“6 time Grand Slam champion Boris Becker was declared bankrupt.”
“The famous Baywatch babe Pamela Anderson went from becoming a millionaire to going broke”
These stories, though startling, are not uncommon. You can read Pamela Anderson’s story here – https://greenedgewealth.com/2016/10/25/what-pamela-anderson-teaches-us-about-investments/
Why should financial planning be done?
Over last 18 months, we have completed financial planning for many clients. We were pleasantly surprised with the financial savviness of some of our customers while many had too many incompletes in their planning. Hence, we decided to write to all our readers on what we have generally observed and how financial planning would have helped them to bridge the gaps in their pre-existing financial plans (if any!).
Commonality of Goals: This is of paramount importance to help you and your family be on the same page. Many a times, we realized that the goals and investment objectives of two members within a family were different. This was either attributed to unclear common understanding or simple lack of communication. Financial planning provides a commonality to the goals of all the family members.
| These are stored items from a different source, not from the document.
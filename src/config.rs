use anyhow::{anyhow, Result};
use serde::{Deserialize, Serialize};
use std::path::PathBuf;

/// Configuration for the ABCD analyzer.
///
/// Constructed once per run, before any concurrent work starts, and never
/// mutated afterwards. Components receive it by shared reference.
#[derive(Debug, Clone, Serialize, Deserialize)]
pub struct Config {
    /// Brand identity used by brand/product detectors
    pub brand: BrandConfig,

    /// Numeric thresholds consumed by the feature detectors
    pub thresholds: ThresholdConfig,

    /// Annotation service and Knowledge Graph settings
    pub service: ServiceConfig,

    /// Optional LLM-based secondary evaluation source
    pub llm: LlmConfig,

    /// Output and storage settings
    pub output: OutputConfig,
}

#[derive(Debug, Clone, Serialize, Deserialize)]
pub struct BrandConfig {
    /// Name of the brand featured in the videos
    pub brand_name: String,

    /// Variations on the brand name (e.g. misspellings, abbreviations)
    pub brand_variations: Vec<String>,

    /// Products expected to appear in the videos
    pub branded_products: Vec<String>,

    /// Product categories expected to appear in the videos
    pub branded_products_categories: Vec<String>,

    /// Brand-specific call-to-action phrases
    pub branded_call_to_actions: Vec<String>,
}

#[derive(Debug, Clone, Serialize, Deserialize)]
pub struct ThresholdConfig {
    /// How soon in the video something must appear to count as "early"
    pub early_time_seconds: f64,

    /// Level of certainty for a positive match
    pub confidence_threshold: f64,

    /// Minimum fraction of the frame a face must cover for close-ups
    pub face_surface_threshold: f64,

    /// Minimum logo surface area (percentage of frame)
    pub logo_size_threshold: f64,

    /// Average shot duration below which pacing counts as quick
    pub avg_shot_duration_seconds: f64,

    /// First-shot cutoff for the dynamic start feature, in milliseconds
    pub dynamic_cutoff_ms: f64,
}

#[derive(Debug, Clone, Serialize, Deserialize)]
pub struct ServiceConfig {
    /// Annotation service endpoint
    pub endpoint: String,

    /// Bounded wait for each long-running annotation request (seconds)
    pub request_timeout_seconds: u64,

    /// Poll interval while waiting for a long-running operation (seconds)
    pub poll_interval_seconds: u64,

    /// Knowledge Graph API key; brand/product entity lookups are skipped
    /// when absent
    pub knowledge_graph_api_key: Option<String>,
}

#[derive(Debug, Clone, Serialize, Deserialize)]
pub struct LlmConfig {
    /// Enable the model-based secondary evaluation source
    pub enabled: bool,

    /// API endpoint
    pub endpoint: String,

    /// API key
    pub api_key: Option<String>,

    /// Model to use
    pub model: String,

    /// Temperature for generation (0.0 = deterministic)
    pub temperature: f32,

    /// Maximum tokens to generate
    pub max_output_tokens: u32,

    /// Request timeout in seconds
    pub timeout_seconds: u64,
}

#[derive(Debug, Clone, Serialize, Deserialize)]
pub struct OutputConfig {
    /// Local root under which per-video annotation artifacts are stored
    pub annotations_dir: PathBuf,

    /// Supported video file extensions for discovery
    pub video_extensions: Vec<String>,
}

impl Config {
    /// Load configuration from file, falling back to environment overrides.
    pub fn load() -> Result<Self> {
        let config_paths = [
            "abcd-analyzer.toml",
            "config/abcd-analyzer.toml",
            "~/.config/abcd-analyzer/config.toml",
        ];

        for path in &config_paths {
            if let Ok(config_str) = std::fs::read_to_string(path) {
                match toml::from_str::<Config>(&config_str) {
                    Ok(config) => {
                        tracing::info!("📄 Loaded configuration from: {}", path);
                        return Ok(config.with_env_overrides());
                    }
                    Err(e) => {
                        tracing::warn!("Failed to parse config file {}: {}", path, e);
                    }
                }
            }
        }

        Ok(Self::default().with_env_overrides())
    }

    /// Apply environment variable overrides on top of the current values.
    pub fn with_env_overrides(mut self) -> Self {
        if let Ok(key) = std::env::var("ABCD_KNOWLEDGE_GRAPH_API_KEY") {
            self.service.knowledge_graph_api_key = Some(key.trim().to_string());
        }
        if let Ok(key) = std::env::var("ABCD_LLM_API_KEY") {
            self.llm.api_key = Some(key.trim().to_string());
        }
        if let Ok(dir) = std::env::var("ABCD_ANNOTATIONS_DIR") {
            self.output.annotations_dir = PathBuf::from(dir);
        }
        if let Ok(brand) = std::env::var("ABCD_BRAND_NAME") {
            self.brand.brand_name = brand;
        }
        self
    }

    /// Validate configuration before any processing starts.
    pub fn validate(&self) -> Result<()> {
        if self.brand.brand_name.is_empty() {
            return Err(anyhow!("brand_name must not be empty"));
        }
        if !(0.0..=1.0).contains(&self.thresholds.confidence_threshold) {
            return Err(anyhow!("confidence_threshold must be within [0, 1]"));
        }
        if self.service.request_timeout_seconds == 0 {
            return Err(anyhow!("request_timeout_seconds must be greater than 0"));
        }
        if self.llm.enabled && self.llm.api_key.is_none() {
            return Err(anyhow!("LLM evaluation enabled but no API key configured"));
        }
        Ok(())
    }

    /// Directory holding one video's annotation artifacts.
    pub fn annotation_dir_for(&self, video_name: &str) -> PathBuf {
        self.output.annotations_dir.join(video_name)
    }
}

impl Default for Config {
    fn default() -> Self {
        Self {
            brand: BrandConfig {
                brand_name: String::new(),
                brand_variations: Vec::new(),
                branded_products: Vec::new(),
                branded_products_categories: Vec::new(),
                branded_call_to_actions: Vec::new(),
            },
            thresholds: ThresholdConfig {
                early_time_seconds: 5.0,
                confidence_threshold: 0.5,
                face_surface_threshold: 0.15,
                logo_size_threshold: 3.5,
                avg_shot_duration_seconds: 2.0,
                dynamic_cutoff_ms: 3000.0,
            },
            service: ServiceConfig {
                endpoint: "https://videointelligence.googleapis.com/v1".to_string(),
                request_timeout_seconds: 800,
                poll_interval_seconds: 10,
                knowledge_graph_api_key: None,
            },
            llm: LlmConfig {
                enabled: false,
                endpoint: "https://generativelanguage.googleapis.com/v1beta".to_string(),
                api_key: None,
                model: "gemini-1.5-flash".to_string(),
                temperature: 0.0,
                max_output_tokens: 8192,
                timeout_seconds: 120,
            },
            output: OutputConfig {
                annotations_dir: PathBuf::from("./annotations"),
                video_extensions: vec![
                    "mp4".to_string(),
                    "mov".to_string(),
                    "webm".to_string(),
                    "mkv".to_string(),
                    "avi".to_string(),
                ],
            },
        }
    }
}

/// Builder for programmatic config creation. The resulting [`Config`] is
/// immutable for the rest of the run.
pub struct ConfigBuilder {
    config: Config,
}

impl ConfigBuilder {
    pub fn new() -> Self {
        Self {
            config: Config::default(),
        }
    }

    pub fn with_brand(mut self, name: &str, variations: &str) -> Self {
        self.config.brand.brand_name = name.to_string();
        self.config.brand.brand_variations = split_list(variations);
        self
    }

    pub fn with_products(mut self, products: &str, categories: &str) -> Self {
        self.config.brand.branded_products = split_list(products);
        self.config.brand.branded_products_categories = split_list(categories);
        self
    }

    pub fn with_call_to_actions(mut self, call_to_actions: &str) -> Self {
        self.config.brand.branded_call_to_actions = split_list(call_to_actions);
        self
    }

    pub fn with_confidence_threshold(mut self, threshold: f64) -> Self {
        self.config.thresholds.confidence_threshold = threshold;
        self
    }

    pub fn with_dynamic_cutoff_ms(mut self, cutoff: f64) -> Self {
        self.config.thresholds.dynamic_cutoff_ms = cutoff;
        self
    }

    pub fn with_annotations_dir(mut self, dir: PathBuf) -> Self {
        self.config.output.annotations_dir = dir;
        self
    }

    pub fn with_knowledge_graph_api_key(mut self, key: String) -> Self {
        self.config.service.knowledge_graph_api_key = Some(key);
        self
    }

    pub fn build(self) -> Config {
        self.config
    }
}

impl Default for ConfigBuilder {
    fn default() -> Self {
        Self::new()
    }
}

/// Comma-delimited list to trimmed entries, empty items dropped.
fn split_list(raw: &str) -> Vec<String> {
    raw.split(',')
        .map(|t| t.trim().to_string())
        .filter(|t| !t.is_empty())
        .collect()
}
Completeness of Goals: If a couple is supporting either parents and / or in-laws, it simply expands contingency planning, etc that are often not budgeted. Further, inflation for certain expenses is higher than what the government publishes as overall inflation!
Insurance: In most cases, we have seen our financial planning customers with inadequate or unsuitable life insurance covers. With a flood of insurance products available, it is very easy to get lost and buy insurance from either the most aggressive salesman or relative, or succumb to marketing tactics and campaigns. Also, salaried professionals are too overly reliant on their employers’ covers and make the folly of thinking that they don’t need to have external health covers. But broadly, we have observed that health insurance was at satisfactory levels with most of our financial planning customers.
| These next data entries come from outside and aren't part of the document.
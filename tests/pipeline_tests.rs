//! End-to-end pipeline coverage: dispatch against a mock annotation
//! service, reload the written artifacts, evaluate, and render the report.

use async_trait::async_trait;
use serde_json::{json, Value};
use std::sync::Arc;
use std::time::Duration;
use tempfile::TempDir;

use abcd_analyzer::annotations::dispatcher::AnnotationDispatcher;
use abcd_analyzer::annotations::service::{AnnotateRequest, AnnotationService, DetectionFeature};
use abcd_analyzer::annotations::{store, AnnotationKind};
use abcd_analyzer::config::ConfigBuilder;
use abcd_analyzer::detectors::FeatureCatalog;
use abcd_analyzer::evaluation::{evaluate, VerdictBucket};
use abcd_analyzer::knowledge_graph::BrandKnowledge;
use abcd_analyzer::report;
use abcd_analyzer::video::VideoAsset;
use abcd_analyzer::Result;

/// Answers each request with a canned per-kind payload for a short,
/// fast-paced video that mentions the brand early.
struct CannedService;

#[async_trait]
impl AnnotationService for CannedService {
    async fn annotate(&self, request: AnnotateRequest) -> Result<Value> {
        let payload = if request.features.contains(&DetectionFeature::FaceDetection) {
            json!({
                "face_detection_annotations": [{
                    "tracks": [{
                        "segment": {"start_time_offset": "0.5s", "end_time_offset": "4s"},
                        "confidence": 0.93,
                        "timestamped_objects": [{
                            "normalized_bounding_box": {
                                "left": 0.2, "right": 0.8, "top": 0.1, "bottom": 0.9
                            },
                            "time_offset": "1s"
                        }]
                    }]
                }]
            })
        } else if request.features.contains(&DetectionFeature::PersonDetection) {
            json!({
                "person_detection_annotations": [{
                    "tracks": [{
                        "segment": {"start_time_offset": "0s", "end_time_offset": "10s"},
                        "confidence": 0.88
                    }]
                }]
            })
        } else if request.features.contains(&DetectionFeature::SpeechTranscription) {
            json!({
                "speech_transcriptions": [{
                    "alternatives": [{
                        "transcript": "Acme rocket skates, shop now",
                        "confidence": 0.91,
                        "words": [
                            {"word": "Acme", "start_time": "0.4s", "end_time": "0.8s"},
                            {"word": "rocket", "start_time": "0.9s", "end_time": "1.2s"},
                            {"word": "skates", "start_time": "1.3s", "end_time": "1.7s"},
                            {"word": "shop", "start_time": "2.0s", "end_time": "2.3s"},
                            {"word": "now", "start_time": "2.4s", "end_time": "2.6s"}
                        ]
                    }]
                }]
            })
        } else {
            json!({
                "shot_annotations": [
                    {"start_time_offset": "0s", "end_time_offset": "1s"},
                    {"start_time_offset": "1s", "end_time_offset": "1.8s"},
                    {"start_time_offset": "1.8s", "end_time_offset": "2.6s"},
                    {"start_time_offset": "2.6s", "end_time_offset": "3.4s"},
                    {"start_time_offset": "3.4s", "end_time_offset": "4.2s"},
                    {"start_time_offset": "4.2s", "end_time_offset": "5s"}
                ],
                "text_annotations": [{
                    "text": "Acme Rocket Skates - Shop Now",
                    "segments": [{
                        "segment": {"start_time_offset": "0.5s", "end_time_offset": "3s"},
                        "confidence": 0.95,
                        "frames": [{"time_offset": "0.5s"}]
                    }]
                }]
            })
        };
        Ok(json!({ "annotation_results": [payload] }))
    }
}

fn asset() -> VideoAsset {
    VideoAsset {
        blob: b"fake-video-bytes".to_vec(),
        filename: "acme_spot.mp4".to_string(),
        video_url: "videos/acme_spot.mp4".to_string(),
        id: "acme_spot.mp4".to_string(),
    }
}

#[tokio::test]
async fn dispatch_load_evaluate_report() {
    let tmp = TempDir::new().unwrap();
    let config = ConfigBuilder::new()
        .with_brand("Acme", "Acme")
        .with_products("Rocket Skates", "footwear")
        .with_annotations_dir(tmp.path().to_path_buf())
        .build();

    let video = asset();
    let annotation_dir = config.annotation_dir_for(&video.filename);

    let dispatcher =
        AnnotationDispatcher::new(Arc::new(CannedService), Duration::from_secs(5));
    let dispatch = dispatcher.dispatch(&video, &annotation_dir).await.unwrap();
    assert!(dispatch.is_complete());

    let set = store::load_dir(&annotation_dir, BrandKnowledge::default())
        .await
        .unwrap();
    assert!(set.has_kinds(&AnnotationKind::ALL));

    let result = evaluate(&config, &video, &set);
    assert_eq!(result.verdicts.len(), FeatureCatalog::standard().len());

    let by_id = |id: &str| result.verdicts.iter().find(|v| v.id == id).unwrap();
    // First shot ends at 1s, well under the 3000ms cutoff
    assert!(by_id("a_dynamic_start").detected);
    // Six shots inside the first five seconds
    assert!(by_id("a_quick_pacing").detected);
    assert!(by_id("a_supers").detected);
    // Brand name on screen and spoken early
    assert!(by_id("b_brand_visuals").detected);
    assert!(by_id("b_brand_mention_speech_1st_5_secs").detected);
    assert!(by_id("b_product_mention_text").detected);
    assert!(by_id("b_product_mention_speech").detected);
    // Large confident face track starting early
    assert!(by_id("c_visible_face_1st_5_secs").detected);
    assert!(by_id("c_visible_face_close_up").detected);
    assert!(by_id("c_presence_of_people").detected);
    // "shop now" on screen and in speech
    assert!(by_id("d_call_to_action_text").detected);
    assert!(by_id("d_call_to_action_speech").detected);
    assert!(by_id("d_audio_speech_early_1st_5_secs").detected);

    let rendered = report::render(&config, &result);
    assert!(rendered.contains("Brand: Acme"));
    assert!(rendered.contains("Asset: acme_spot.mp4"));
    assert!(rendered.contains("Video score:"));
}

#[tokio::test]
async fn missing_artifact_skips_dependent_features() {
    let tmp = TempDir::new().unwrap();
    let config = ConfigBuilder::new()
        .with_brand("Acme", "Acme")
        .with_annotations_dir(tmp.path().to_path_buf())
        .build();
    let video = asset();
    let annotation_dir = config.annotation_dir_for(&video.filename);

    let dispatcher =
        AnnotationDispatcher::new(Arc::new(CannedService), Duration::from_secs(5));
    dispatcher.dispatch(&video, &annotation_dir).await.unwrap();

    // Simulate a timed-out speech request by removing its artifact
    std::fs::remove_file(annotation_dir.join(AnnotationKind::Speech.file_name())).unwrap();

    let set = store::load_dir(&annotation_dir, BrandKnowledge::default())
        .await
        .unwrap();
    assert!(!set.has_kind(AnnotationKind::Speech));

    let result = evaluate(&config, &video, &set);
    let speech_only: Vec<_> = FeatureCatalog::standard()
        .features()
        .iter()
        .filter(|f| f.required_kinds.contains(&AnnotationKind::Speech))
        .map(|f| f.id)
        .collect();
    for id in speech_only {
        assert!(
            result.verdicts.iter().all(|v| v.id != id),
            "{} should have been skipped",
            id
        );
    }
    // Generic-only features still ran
    assert!(result.verdicts.iter().any(|v| v.id == "a_dynamic_start"));
}

#[tokio::test]
async fn score_and_bucket_follow_detection_ratio() {
    let tmp = TempDir::new().unwrap();
    let config = ConfigBuilder::new()
        .with_brand("Acme", "Acme")
        .with_products("Rocket Skates", "footwear")
        .with_annotations_dir(tmp.path().to_path_buf())
        .build();
    let video = asset();
    let annotation_dir = config.annotation_dir_for(&video.filename);

    let dispatcher =
        AnnotationDispatcher::new(Arc::new(CannedService), Duration::from_secs(5));
    dispatcher.dispatch(&video, &annotation_dir).await.unwrap();
    let set = store::load_dir(&annotation_dir, BrandKnowledge::default())
        .await
        .unwrap();

    let result = evaluate(&config, &video, &set);
    let detected = result.verdicts.iter().filter(|v| v.detected).count();
    let expected = 100.0 * detected as f64 / result.verdicts.len() as f64;
    assert!((result.score - expected).abs() < f64::EPSILON);
    assert_eq!(result.bucket(), VerdictBucket::from_score(result.score));
}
Inadequate Contingency Planning: The contingency planning is necessitated mostly with the possibility of medical emergencies. However, for the freelancers or self-employed individuals, with erratic or lumpy cash-flows from their businesses, liquidity is always a concern and therefore, drives a stronger need for robust contingency planning.
Over / Under Allocations: We have come across customers who have been extremely conservative when it came to their investments; or plough most of their cash-flows back into their businesses. This may be a function of their risk perception (not necessarily their risk profile) or return on investments from business. Financial planning can try and bring a convergence between the risk profile and the risk perception of an individual. Further, it really tries to make the client introspect on what he/she thinks of the business prospects from a 20 -30 year perspective; most actually acknowledge the need to diversify either investments or business interests.
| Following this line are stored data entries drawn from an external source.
//! Attract detectors: dynamic start, quick pacing and supers.
//!
//! Annotations used: shot annotations for pacing, text annotations for
//! supers, the speech transcript for supers with audio.

use tracing::debug;

use crate::annotations::AnnotationSet;
use crate::config::Config;
use crate::detectors::helpers::find_elements_in_transcript;
use crate::detectors::{FeatureDefinition, FeatureVerdict};

/// Pass iff the first shot ends strictly before the configured cutoff.
///
/// The end offset is a float count of seconds (possibly "s"-suffixed);
/// it is scaled to nanoseconds and down to milliseconds before the
/// comparison, preserving the service's literal unit arithmetic.
pub fn detect_dynamic_start(
    config: &Config,
    set: &AnnotationSet,
    definition: &FeatureDefinition,
) -> FeatureVerdict {
    let Some(generic) = set.generic() else {
        return FeatureVerdict::no_annotations(definition);
    };
    let Some(first_shot) = generic.shot_annotations.first() else {
        return FeatureVerdict::no_annotations(definition);
    };

    let first_shot_ms = (first_shot.end_seconds() * 1e9) / 1e6;
    let detected = first_shot_ms < config.thresholds.dynamic_cutoff_ms;
    debug!("{}: {}", definition.name, detected);

    FeatureVerdict::new(
        definition,
        detected,
        Some(format!(
            "first shot ends at {:.0}ms (cutoff {:.0}ms)",
            first_shot_ms, config.thresholds.dynamic_cutoff_ms
        )),
    )
}

pub fn detect_quick_pacing(
    config: &Config,
    set: &AnnotationSet,
    definition: &FeatureDefinition,
) -> FeatureVerdict {
    match pacing(config, set) {
        Some((quick_pacing, _)) => FeatureVerdict::new(definition, quick_pacing, None),
        None => FeatureVerdict::no_annotations(definition),
    }
}

pub fn detect_quick_pacing_first_5_secs(
    config: &Config,
    set: &AnnotationSet,
    definition: &FeatureDefinition,
) -> FeatureVerdict {
    match pacing(config, set) {
        Some((_, quick_pacing_early)) => FeatureVerdict::new(definition, quick_pacing_early, None),
        None => FeatureVerdict::no_annotations(definition),
    }
}

const REQUIRED_SECS_FOR_QUICK_PACING: f64 = 5.0;
const REQUIRED_SHOTS_FOR_QUICK_PACING: usize = 5;

/// Count shots inside rolling 5-second windows; a window that accumulates
/// at least 5 shots before it is spent passes. Returns (whole video, early
/// window) or None when there are no shot annotations.
fn pacing(config: &Config, set: &AnnotationSet) -> Option<(bool, bool)> {
    let generic = set.generic()?;
    if generic.shot_annotations.is_empty() {
        return None;
    }

    let mut quick_pacing = false;
    let mut quick_pacing_early = false;
    let mut window_time = 0.0;
    let mut window_shots = 0usize;
    let mut early_shots = 0usize;

    // Shots are sorted by start offset on load
    for shot in &generic.shot_annotations {
        let shot_time = shot.end_seconds() - shot.start_seconds();
        window_time += shot_time;
        if window_time < REQUIRED_SECS_FOR_QUICK_PACING {
            window_shots += 1;
            if shot.start_seconds() < config.thresholds.early_time_seconds {
                early_shots += 1;
            }
        } else {
            if window_shots >= REQUIRED_SHOTS_FOR_QUICK_PACING {
                quick_pacing = true;
            }
            if early_shots >= REQUIRED_SHOTS_FOR_QUICK_PACING {
                quick_pacing_early = true;
            }
            window_time = 0.0;
            window_shots = 0;
        }
    }

    Some((quick_pacing, quick_pacing_early))
}

/// Pass iff any on-screen text was detected at all.
pub fn detect_supers(
    _config: &Config,
    set: &AnnotationSet,
    definition: &FeatureDefinition,
) -> FeatureVerdict {
    let Some(generic) = set.generic() else {
        return FeatureVerdict::no_annotations(definition);
    };
    if generic.text_annotations.is_empty() {
        return FeatureVerdict::no_annotations(definition);
    }
    FeatureVerdict::new(
        definition,
        true,
        Some(format!(
            "{} text annotations detected",
            generic.text_annotations.len()
        )),
    )
}

/// Pass iff some detected on-screen text also occurs in the confident
/// speech transcript. Short text entries (≤ 3 chars) are ignored.
pub fn detect_supers_with_audio(
    config: &Config,
    set: &AnnotationSet,
    definition: &FeatureDefinition,
) -> FeatureVerdict {
    let (Some(generic), Some(speech)) = (set.generic(), set.speech()) else {
        return FeatureVerdict::no_annotations(definition);
    };
    if generic.text_annotations.is_empty() || speech.speech_transcriptions.is_empty() {
        return FeatureVerdict::no_annotations(definition);
    }

    let detected_text: Vec<String> = generic
        .text_annotations
        .iter()
        .map(|t| t.text.clone())
        .collect();

    let (supers_with_audio, _) =
        find_elements_in_transcript(config, speech, &detected_text, &[], true);
    debug!("{}: {}", definition.name, supers_with_audio);

    FeatureVerdict::new(definition, supers_with_audio, None)
}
Expense Planning is a Sub-set of Financial Planning: Some individuals mistake financial planning with investment planning. Financial planning prods individuals to seriously look at their expenditure patterns which helps them identify trade-offs between expenses and investments OR expenses and goals.
Not a One-time Activity: Financial planning is done basis some assumptions on your financial conditions and progression, economy, inflation, health, etc. These may change either gradually over time or even in a short span of time on occurrence of a sudden shock event. Hence, we are of the view that financial planning has to be re-visited either when a life altering event happens or once every five years.